Poi il mainstream ha divorato l’underground.
È la progressione naturale delle cose: nascono, diventano popolari, si trasformano. L’attivismo degli anni ’60 e ’70 si è trasferito nel punk degli anni ‘80 per diventare i Green Day negli anni ’90, che di antagonista hanno ben poco. Anche il rap ha subito una metamorfosi ed è sempre meno l’idioma della strada. Quel periodo però resta unico: eravamo una tribù, accomunati dalla stessa visione delle cose al di qua e al di là dell’Atlantico, una comunità che reagiva a un establishment sempre più distante dalle persone.
Con DC Special si rievoca quello spirito fraterno.
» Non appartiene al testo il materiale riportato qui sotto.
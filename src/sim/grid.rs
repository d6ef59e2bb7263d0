//! Grid geometry: cell conversions and the overlap test
//!
//! Every actor in the simulation occupies a cell-sized axis-aligned box
//! anchored at its top-left corner. All contact resolution reduces to one
//! predicate over those boxes.

use glam::Vec2;

use crate::consts::CELL;

/// Overlap test between two cell-sized boxes anchored at `a` and `b`.
///
/// Strict inequalities: boxes that merely share an edge do not overlap, so
/// actors aligned on adjacent cells never register contact.
#[inline]
pub fn cells_overlap(a: Vec2, b: Vec2) -> bool {
    a.x < b.x + CELL && a.x + CELL > b.x && a.y < b.y + CELL && a.y + CELL > b.y
}

/// Top-left pixel position of the cell at (`col`, `row`)
#[inline]
pub fn cell_origin(col: usize, row: usize) -> Vec2 {
    Vec2::new(col as f32 * CELL, row as f32 * CELL)
}

/// Row index of a pixel y coordinate
#[inline]
pub fn row_of(y: f32) -> i32 {
    (y / CELL) as i32
}

/// Column index of a pixel x coordinate
#[inline]
pub fn col_of(x: f32) -> i32 {
    (x / CELL) as i32
}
È una bella soddisfazione. Alla mia età suono ancora con i miei amici delle superiori di Bailey’s Crossroads. Ogni evento nella vita ha un senso. Ad esempio, se Dave non avesse lasciato gli Scream per i Nirvana io non sarei andato a Los Angeles e non avrei conosciuto Dave Catching degli Earthlings? e Greg Anderson dei Goatsnake, le altre band in cui canto. Quello spirito resta unico perché quel periodo lo fu, ma la stessa attitudine si può riprodurre anche ora. Dipende unicamente da noi.